As for the Lancer cyborg this was also considerably weaker then its tank based counter part against a rookie scorpion halftrack with a medium cannon the lancer cyborg only managed to deal 720 damage per minute the lancer tank of the same rank against the same target killed it in 2 shots with each attack from the lancer tank dealing 600 damage per attack assuming that both rockets hit the target from this we can conclude that the lancer cyborg is only doing 1/2 of the damage per minute of the lancer tank.
now I will grant you lancer tanks are a bit on the overpowered side which accounts for why the discrepancy in damage is so big but even if lancers weren't overpowered lancer cyborgs would only do a fraction of the damage of its tank based counterpart and in order for cyborgs to be a viable alternative they need to be able to do comparable damage to there tank based equivalents and they need to be considerably more durable.
Now since cyborgs are supposed to be light units what I would do is to simply lower the weapon modifiers for every other weapon to 50% against cyborgs to make them less effective at killing cyborgs with perhaps the exception of machine guns, artillery and flamers which cyborgs are supposed to be weak against.
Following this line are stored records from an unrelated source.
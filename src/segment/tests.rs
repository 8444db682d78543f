use proptest::prelude::*;

use super::bodies::{capture_blocks, label_pattern};
use super::names::{collect_solution_names, region_between_tokens};
use super::*;
use crate::pdf::StyledSpan;
use crate::pdf::fake::{FakeManual, FakePage};

const TARGET: &str = "ABV 000629.12 — Control Software, Internal Fault";
const NEXT: &str = "ABV 000841.07 — GPS Lock Fault";

fn segmenter() -> DtcSegmenter {
    DtcSegmenter::new().expect("segmenter regexes should compile")
}

fn service_manual() -> FakeManual {
    let first_page = FakePage::new(
        r#"<page number="171">
<text top="50" left="10"><b>ABV 000629.12 — Control Software, Internal Fault</b></text>
<text top="70" left="10">Alarm Response: the controller reports an internal fault.</text>
<text top="90" left="10"><b>•</b></text>
<text top="90" left="20"><b>1Replace Control Unit</b></text>
<text top="110" left="20">Install a new control unit.</text>
<text top="130" left="10"><b>•</b></text>
<text top="130" left="20"><b>2</b></text>
<text top="130" left="30"><b>Reprogram Controller</b></text>
<text top="150" left="20">Reprogram the controller using the service tool.</text>
</page>"#,
        &[
            "ABV 000629.12 —\nControl Software, Internal Fault",
            "Alarm Response: the controller reports an internal fault.",
            "1 Replace Control Unit",
            "Install a new control unit.\nOK: Fault cleared, return to service.",
            "NOT OK: Go to next step. •",
            "• Use only approved software.",
            "2 Reprogram Controller",
            "2. Reprogram the controller using the service tool. •",
            "Diagnostics",
            "TM411919 -19-29MAR12-4/12",
            "Page footer 171",
        ],
    );
    let second_page = FakePage::new(
        r#"<page number="172">
<text top="50" left="10"><b>ABV 000841.07 — GPS Lock Fault</b></text>
<text top="90" left="10"><b>•</b></text>
<text top="90" left="20"><b>1Check Antenna</b></text>
<text top="110" left="20">Inspect the antenna cable.</text>
</page>"#,
        &[
            "ABV 000841.07 — GPS Lock Fault",
            "1 Check Antenna",
            "Inspect the antenna cable.",
            "Page footer 172",
        ],
    );
    let third_page = FakePage::new(
        r#"<page number="173"><text top="50" left="10">Unrelated</text></page>"#,
        &["Unrelated", "Page footer 173"],
    );

    FakeManual {
        pages: vec![first_page, second_page, third_page],
        outline: Vec::new(),
    }
}

fn boundary(target: &str, next: Option<&str>) -> SectionBoundary {
    SectionBoundary {
        start_page: 0,
        end_page: 0,
        target_label: target.to_string(),
        next_label: next.map(ToOwned::to_owned),
    }
}

fn span(text: &str, bold: bool) -> StyledSpan {
    StyledSpan {
        text: text.to_string(),
        bold,
    }
}

#[test]
fn extract_segments_names_and_cleaned_bodies_between_codes() {
    let extracted = segmenter()
        .extract(&service_manual(), &boundary(TARGET, Some(NEXT)))
        .expect("extraction should succeed");

    assert_eq!(
        extracted.solution_names,
        vec!["Replace Control Unit", "Reprogram Controller"]
    );
    assert_eq!(
        extracted.solutions,
        vec![
            "",
            "Install a new control unit.",
            "",
            "Reprogram the controller using the service tool."
        ]
    );
}

#[test]
fn extract_without_next_label_runs_to_the_end_of_both_views() {
    let extracted = segmenter()
        .extract(&service_manual(), &boundary(TARGET, None))
        .expect("extraction should succeed");

    assert_eq!(
        extracted.solution_names,
        vec!["Replace Control Unit", "Reprogram Controller", "Check Antenna"]
    );
    assert_eq!(extracted.solutions.last().map(String::as_str), Some("Unrelated"));
    assert!(
        extracted
            .solutions
            .contains(&"Inspect the antenna cable.".to_string())
    );
}

#[test]
fn extract_is_empty_when_next_code_precedes_target() {
    let extracted = segmenter()
        .extract(&service_manual(), &boundary(NEXT, Some(TARGET)))
        .expect("extraction should succeed");

    assert!(extracted.is_empty());
}

#[test]
fn extract_is_empty_for_labels_without_code_token() {
    let segmenter = segmenter();
    let manual = service_manual();

    let no_target = segmenter
        .extract(&manual, &boundary("Control Software, Internal Fault", Some(NEXT)))
        .expect("extraction should succeed");
    assert!(no_target.is_empty());

    let no_next = segmenter
        .extract(&manual, &boundary(TARGET, Some("GPS Lock Fault")))
        .expect("extraction should succeed");
    assert!(no_next.is_empty());
}

#[test]
fn extract_is_empty_when_target_token_is_absent_from_pages() {
    let extracted = segmenter()
        .extract(
            &service_manual(),
            &boundary("ABV 000999.01 — Missing Code", Some(NEXT)),
        )
        .expect("extraction should succeed");
    assert!(extracted.is_empty());
}

#[test]
fn extract_bodies_are_empty_without_solution_names() {
    let mut manual = service_manual();
    manual.pages[0].markup = manual.pages[0].markup.replace("<b>•</b>", "•");

    let extracted = segmenter()
        .extract(&manual, &boundary(TARGET, Some(NEXT)))
        .expect("extraction should succeed");
    assert!(extracted.solution_names.is_empty());
    assert!(extracted.solutions.is_empty());
}

#[test]
fn extract_clamps_widened_range_to_document_end() {
    let extracted = segmenter()
        .extract(
            &service_manual(),
            &SectionBoundary {
                start_page: 1,
                end_page: 2,
                target_label: NEXT.to_string(),
                next_label: None,
            },
        )
        .expect("pages past the end should never be requested");

    assert_eq!(extracted.solution_names, vec!["Check Antenna"]);
    assert_eq!(
        extracted.solutions,
        vec!["", "Inspect the antenna cable.", "Unrelated"]
    );
}

#[test]
fn widened_pages_extend_two_pages_past_the_end() {
    let section = SectionBoundary {
        start_page: 10,
        end_page: 12,
        target_label: TARGET.to_string(),
        next_label: None,
    };
    assert_eq!(widened_pages(100, &section), 10..15);
    assert_eq!(widened_pages(13, &section), 10..13);
    assert_eq!(widened_pages(5, &section), 5..5);
}

#[test]
fn code_token_extracts_structured_part_of_label() {
    let segmenter = segmenter();
    assert_eq!(segmenter.code_token(TARGET), Some("ABV 000629.12"));
    assert_eq!(
        segmenter.code_token("ECU 523456-05 — Sensor Supply"),
        Some("ECU 523456-05")
    );
    assert_eq!(segmenter.code_token("Diagnostic Trouble Codes"), None);
}

#[test]
fn region_between_tokens_requires_end_after_start() {
    let markup = "aa ABV 000629.12 bb ABV 000841.07 cc";
    assert_eq!(
        region_between_tokens(markup, "ABV 000629.12", Some("ABV 000841.07")),
        Some(" bb ")
    );
    assert_eq!(
        region_between_tokens(markup, "ABV 000629.12", None),
        Some(" bb ABV 000841.07 cc")
    );
    assert_eq!(
        region_between_tokens(markup, "ABV 000841.07", Some("ABV 000629.12")),
        None
    );
    assert_eq!(
        region_between_tokens(markup, "ABV 000629.12", Some("ABV 000629.12")),
        None
    );
    assert_eq!(region_between_tokens(markup, "XYZ 000000.00", None), None);
}

#[test]
fn unclosed_streak_is_dropped() {
    let spans = vec![
        span("•", true),
        span("1Replace Control Unit", true),
        span("Body", false),
        span("•", true),
        span("2Reprogram Controller", true),
    ];
    assert_eq!(collect_solution_names(&spans), vec!["Replace Control Unit"]);
}

#[test]
fn bullet_resets_an_open_streak() {
    let spans = vec![
        span("•", true),
        span("1Stale", true),
        span("•", true),
        span("2", true),
        span("Fresh Name", true),
        span("Body", false),
        span("Plain", false),
        span("Bold but idle", true),
    ];
    assert_eq!(collect_solution_names(&spans), vec!["Fresh Name"]);
}

#[test]
fn plain_bullet_does_not_open_a_streak() {
    let spans = vec![span("•", false), span("1Name", true), span("Body", false)];
    assert!(collect_solution_names(&spans).is_empty());
}

#[test]
fn whitespace_runs_do_not_close_a_streak() {
    let scanner = MarkupScanner::new().expect("markup scanner should compile");
    let spans = scanner.styled_spans(
        r#"<text><b>•</b></text><text> </text><text><b>1Replace</b></text><text>&#160;</text><text><b>Pump</b></text><text>Body</text>"#,
    );

    assert_eq!(spans.len(), 4);
    assert_eq!(collect_solution_names(&spans), vec!["Replace Pump"]);
}

#[test]
fn label_pattern_tolerates_wrapped_lines_and_literal_metacharacters() {
    let pattern = label_pattern("ABV 000629.12 — Fault (Internal)").expect("pattern should compile");
    assert!(pattern.is_match("ABV 000629.12 —\nFault (Internal)"));
    assert!(!pattern.is_match("ABV 000629x12 — Fault (Internal)"));
}

#[test]
fn capture_blocks_skips_repeated_target_headings() {
    let blocks = vec![
        "Intro".to_string(),
        "ABV 000629.12 — Fault".to_string(),
        "First".to_string(),
        "ABV 000629.12 — Fault".to_string(),
        "Second".to_string(),
        "ABV 000841.07 — Next".to_string(),
        "Third".to_string(),
    ];
    let target = label_pattern("ABV 000629.12 — Fault").expect("pattern should compile");
    let next = label_pattern("ABV 000841.07 — Next").expect("pattern should compile");

    assert_eq!(
        capture_blocks(&blocks, &target, Some(&next)),
        vec!["First", "Second"]
    );
    assert_eq!(
        capture_blocks(&blocks, &target, None),
        vec!["First", "Second", "ABV 000841.07 — Next", "Third"]
    );

    let missing = label_pattern("ABV 000111.01 — Other").expect("pattern should compile");
    assert!(capture_blocks(&blocks, &missing, Some(&next)).is_empty());
}

#[test]
fn clean_block_strips_markers_and_filters_noise() {
    let segmenter = segmenter();
    let names = regex::Regex::new(r"^\d* ?(?:Replace Control Unit|Reprogram Controller)")
        .expect("names regex should compile");

    assert_eq!(
        segmenter.clean_block("3. Replace Control Unit\nthen cycle power •", &names),
        Some("then cycle power".to_string())
    );
    assert_eq!(
        segmenter.clean_block("Check wiring.\nNOT OK: replace harness", &names),
        Some("Check wiring.".to_string())
    );
    assert_eq!(segmenter.clean_block("OK to continue", &names), None);
    assert_eq!(segmenter.clean_block("• bullet", &names), None);
    assert_eq!(segmenter.clean_block("Diagnostics", &names), None);
    assert_eq!(
        segmenter.clean_block("Engine Controller TM411919 -19-29MAR12-3/12", &names),
        None
    );
    assert_eq!(
        segmenter.clean_block("1 Replace Control Unit", &names),
        Some(String::new())
    );
    assert_eq!(
        segmenter.clean_block("2Reprogram Controller", &names),
        Some(String::new())
    );
}

fn noisy_block() -> impl Strategy<Value = String> {
    prop_oneof![
        "[a-z]{1,10}( [a-z]{1,10}){0,4}",
        "OK[: ][a-z ]{0,20}",
        "NOT OK: [a-z ]{0,20}",
        "• [a-z ]{0,20}",
        Just("Diagnostics".to_string()),
        "[0-9]{1,2}\\. [a-z ]{1,20}",
        "[a-z ]{1,20}\nOK: [a-z ]{0,20}",
        "[0-9] ?Replace Control Unit( [a-z]{1,10})?",
        "[a-z ]{1,20} -19-29MAR12-[0-9]/[0-9]{2}",
    ]
}

fn manual_with_blocks(body_blocks: &[String]) -> FakeManual {
    let mut manual = service_manual();
    let mut blocks = vec![
        TARGET.to_string(),
        "1 Replace Control Unit".to_string(),
    ];
    blocks.extend(body_blocks.iter().cloned());
    blocks.push("footer".to_string());
    manual.pages[0].blocks = blocks;
    manual
}

proptest! {
    #[test]
    fn labels_without_code_token_yield_nothing(label in "[a-z ,—]{0,40}") {
        let extracted = segmenter()
            .extract(&service_manual(), &boundary(&label, Some(NEXT)))
            .expect("extraction should succeed");
        prop_assert!(extracted.is_empty());
    }

    #[test]
    fn extract_is_idempotent(start in 0usize..3, span_pages in 0usize..3, with_next in any::<bool>()) {
        let segmenter = segmenter();
        let manual = service_manual();
        let section = SectionBoundary {
            start_page: start,
            end_page: start + span_pages,
            target_label: TARGET.to_string(),
            next_label: with_next.then(|| NEXT.to_string()),
        };

        let first = segmenter.extract(&manual, &section).expect("extraction should succeed");
        let second = segmenter.extract(&manual, &section).expect("extraction should succeed");
        prop_assert_eq!(first, second);
    }

    #[test]
    fn solutions_never_carry_layout_noise(body_blocks in proptest::collection::vec(noisy_block(), 0..10)) {
        let extracted = segmenter()
            .extract(&manual_with_blocks(&body_blocks), &boundary(TARGET, Some(NEXT)))
            .expect("extraction should succeed");

        if extracted.solution_names.is_empty() {
            prop_assert!(extracted.solutions.is_empty());
        }
        for solution in &extracted.solutions {
            prop_assert!(!solution.starts_with("OK"));
            prop_assert!(!solution.starts_with("NOT OK:"));
            prop_assert!(!solution.starts_with('•'));
            prop_assert_ne!(solution.as_str(), "Diagnostics");
        }
    }
}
Also I'd make it possible for cyborgs to use every turret in the game, there's no need to be able to design cyborgs since there is only 1 cyborg body in campaign mode so instead I'd just add every other type of cyborg to the build list when you click on a cyborg factory pursuant to the player having researched the relevant turret first all of which would make cyborgs considerably more useful in campaign mode.
What are Cyborgs good for ?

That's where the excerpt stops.